## Exercise prompt:
When the line containing "for inspecting tickets." appears in the entries below, begin printing there and stop after the line containing "let transition = self.traversal.on_start();"; print each of those lines exactly and no other line.
▶
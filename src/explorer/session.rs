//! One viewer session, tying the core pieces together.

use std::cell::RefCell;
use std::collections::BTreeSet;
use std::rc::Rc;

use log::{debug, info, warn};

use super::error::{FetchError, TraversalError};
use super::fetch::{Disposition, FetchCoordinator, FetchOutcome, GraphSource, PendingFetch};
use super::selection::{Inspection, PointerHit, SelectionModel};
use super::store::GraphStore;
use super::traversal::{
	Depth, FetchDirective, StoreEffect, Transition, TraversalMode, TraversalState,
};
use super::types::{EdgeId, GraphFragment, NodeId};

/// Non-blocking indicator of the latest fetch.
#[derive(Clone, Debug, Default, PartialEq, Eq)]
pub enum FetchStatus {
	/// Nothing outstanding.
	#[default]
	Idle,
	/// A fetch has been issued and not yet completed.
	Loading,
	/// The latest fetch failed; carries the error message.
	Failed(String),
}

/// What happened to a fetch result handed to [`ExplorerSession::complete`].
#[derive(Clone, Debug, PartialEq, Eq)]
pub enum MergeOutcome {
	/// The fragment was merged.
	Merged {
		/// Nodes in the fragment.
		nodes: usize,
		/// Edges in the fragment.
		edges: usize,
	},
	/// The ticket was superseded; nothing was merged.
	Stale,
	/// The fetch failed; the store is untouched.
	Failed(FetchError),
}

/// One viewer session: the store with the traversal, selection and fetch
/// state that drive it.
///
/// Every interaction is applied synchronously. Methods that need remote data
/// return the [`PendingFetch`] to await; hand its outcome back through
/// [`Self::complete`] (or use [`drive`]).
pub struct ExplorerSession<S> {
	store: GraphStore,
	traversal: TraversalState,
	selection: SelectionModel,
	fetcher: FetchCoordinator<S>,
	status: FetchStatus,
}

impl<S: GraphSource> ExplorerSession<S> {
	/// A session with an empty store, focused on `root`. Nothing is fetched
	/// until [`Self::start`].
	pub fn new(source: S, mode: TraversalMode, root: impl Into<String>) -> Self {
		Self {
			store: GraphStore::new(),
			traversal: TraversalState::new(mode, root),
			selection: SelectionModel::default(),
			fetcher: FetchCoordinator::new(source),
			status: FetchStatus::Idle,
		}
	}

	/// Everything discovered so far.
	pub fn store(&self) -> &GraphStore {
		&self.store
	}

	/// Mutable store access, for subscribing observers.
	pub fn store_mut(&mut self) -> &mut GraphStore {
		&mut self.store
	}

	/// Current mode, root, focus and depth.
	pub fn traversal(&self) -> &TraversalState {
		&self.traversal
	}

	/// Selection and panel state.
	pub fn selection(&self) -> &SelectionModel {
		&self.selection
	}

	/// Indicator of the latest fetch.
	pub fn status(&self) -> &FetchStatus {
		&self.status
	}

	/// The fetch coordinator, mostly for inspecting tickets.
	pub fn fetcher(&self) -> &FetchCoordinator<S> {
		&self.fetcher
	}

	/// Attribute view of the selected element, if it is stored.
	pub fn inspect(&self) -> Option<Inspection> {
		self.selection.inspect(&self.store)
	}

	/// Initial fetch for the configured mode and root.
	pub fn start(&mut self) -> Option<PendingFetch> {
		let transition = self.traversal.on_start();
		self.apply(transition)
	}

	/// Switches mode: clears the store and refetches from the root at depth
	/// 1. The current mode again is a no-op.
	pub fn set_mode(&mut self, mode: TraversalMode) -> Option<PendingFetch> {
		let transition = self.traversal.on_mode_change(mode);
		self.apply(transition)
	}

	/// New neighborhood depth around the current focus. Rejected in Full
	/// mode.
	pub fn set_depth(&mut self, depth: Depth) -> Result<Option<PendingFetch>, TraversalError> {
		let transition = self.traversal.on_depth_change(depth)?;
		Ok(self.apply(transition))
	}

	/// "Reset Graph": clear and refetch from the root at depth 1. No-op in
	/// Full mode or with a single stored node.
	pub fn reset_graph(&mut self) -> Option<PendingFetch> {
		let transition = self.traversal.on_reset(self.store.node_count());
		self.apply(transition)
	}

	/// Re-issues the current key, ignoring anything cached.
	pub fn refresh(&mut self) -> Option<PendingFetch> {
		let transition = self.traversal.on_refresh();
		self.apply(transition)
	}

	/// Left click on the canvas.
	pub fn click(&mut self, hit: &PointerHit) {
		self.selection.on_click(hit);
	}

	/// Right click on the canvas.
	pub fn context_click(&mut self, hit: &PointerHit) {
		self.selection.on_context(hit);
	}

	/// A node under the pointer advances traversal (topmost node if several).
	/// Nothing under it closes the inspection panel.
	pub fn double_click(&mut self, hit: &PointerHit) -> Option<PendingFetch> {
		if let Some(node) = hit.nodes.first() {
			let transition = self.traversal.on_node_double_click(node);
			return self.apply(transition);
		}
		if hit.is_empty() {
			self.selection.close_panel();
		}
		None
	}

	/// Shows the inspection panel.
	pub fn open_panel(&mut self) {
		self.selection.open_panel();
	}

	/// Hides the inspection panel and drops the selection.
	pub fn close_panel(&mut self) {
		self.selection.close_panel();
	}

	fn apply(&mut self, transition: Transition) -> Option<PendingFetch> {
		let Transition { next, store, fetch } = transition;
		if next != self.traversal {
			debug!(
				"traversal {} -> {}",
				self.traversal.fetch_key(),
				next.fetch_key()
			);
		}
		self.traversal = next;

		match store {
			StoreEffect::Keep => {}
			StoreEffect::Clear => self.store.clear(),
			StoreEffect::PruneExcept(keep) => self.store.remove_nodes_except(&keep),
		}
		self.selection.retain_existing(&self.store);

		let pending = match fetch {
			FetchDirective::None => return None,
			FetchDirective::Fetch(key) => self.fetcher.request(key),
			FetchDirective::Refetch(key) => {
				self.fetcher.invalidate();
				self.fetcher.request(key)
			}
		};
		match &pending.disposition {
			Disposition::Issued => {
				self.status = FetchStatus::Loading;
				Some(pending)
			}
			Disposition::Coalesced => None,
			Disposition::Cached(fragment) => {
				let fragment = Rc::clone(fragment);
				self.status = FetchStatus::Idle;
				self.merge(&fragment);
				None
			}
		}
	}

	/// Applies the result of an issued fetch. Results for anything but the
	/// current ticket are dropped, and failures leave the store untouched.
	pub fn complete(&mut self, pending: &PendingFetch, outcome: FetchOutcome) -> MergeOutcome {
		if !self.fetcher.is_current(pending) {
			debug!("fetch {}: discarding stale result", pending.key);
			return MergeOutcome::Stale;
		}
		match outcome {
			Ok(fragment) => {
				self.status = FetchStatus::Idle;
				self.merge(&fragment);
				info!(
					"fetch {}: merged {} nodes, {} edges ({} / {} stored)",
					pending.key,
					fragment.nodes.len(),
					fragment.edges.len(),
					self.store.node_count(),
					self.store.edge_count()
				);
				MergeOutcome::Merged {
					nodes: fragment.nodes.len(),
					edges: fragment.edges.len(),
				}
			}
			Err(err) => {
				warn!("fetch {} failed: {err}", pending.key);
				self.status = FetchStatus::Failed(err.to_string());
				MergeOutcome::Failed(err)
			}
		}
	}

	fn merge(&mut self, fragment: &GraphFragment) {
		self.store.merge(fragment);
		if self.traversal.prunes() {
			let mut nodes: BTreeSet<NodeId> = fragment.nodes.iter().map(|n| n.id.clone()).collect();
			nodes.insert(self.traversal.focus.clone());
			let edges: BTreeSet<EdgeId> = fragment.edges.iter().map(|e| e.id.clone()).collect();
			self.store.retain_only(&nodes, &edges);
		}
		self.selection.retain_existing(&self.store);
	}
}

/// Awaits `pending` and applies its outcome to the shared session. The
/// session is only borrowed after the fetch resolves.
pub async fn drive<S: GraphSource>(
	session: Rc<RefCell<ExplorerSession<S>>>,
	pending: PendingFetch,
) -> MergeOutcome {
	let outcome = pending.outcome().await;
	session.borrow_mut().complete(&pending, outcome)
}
◀
## Your response:
	/// The fetch coordinator, mostly for inspecting tickets.
	pub fn fetcher(&self) -> &FetchCoordinator<S> {
		&self.fetcher
	}

	/// Attribute view of the selected element, if it is stored.
	pub fn inspect(&self) -> Option<Inspection> {
		self.selection.inspect(&self.store)
	}

	/// Initial fetch for the configured mode and root.
	pub fn start(&mut self) -> Option<PendingFetch> {
		let transition = self.traversal.on_start();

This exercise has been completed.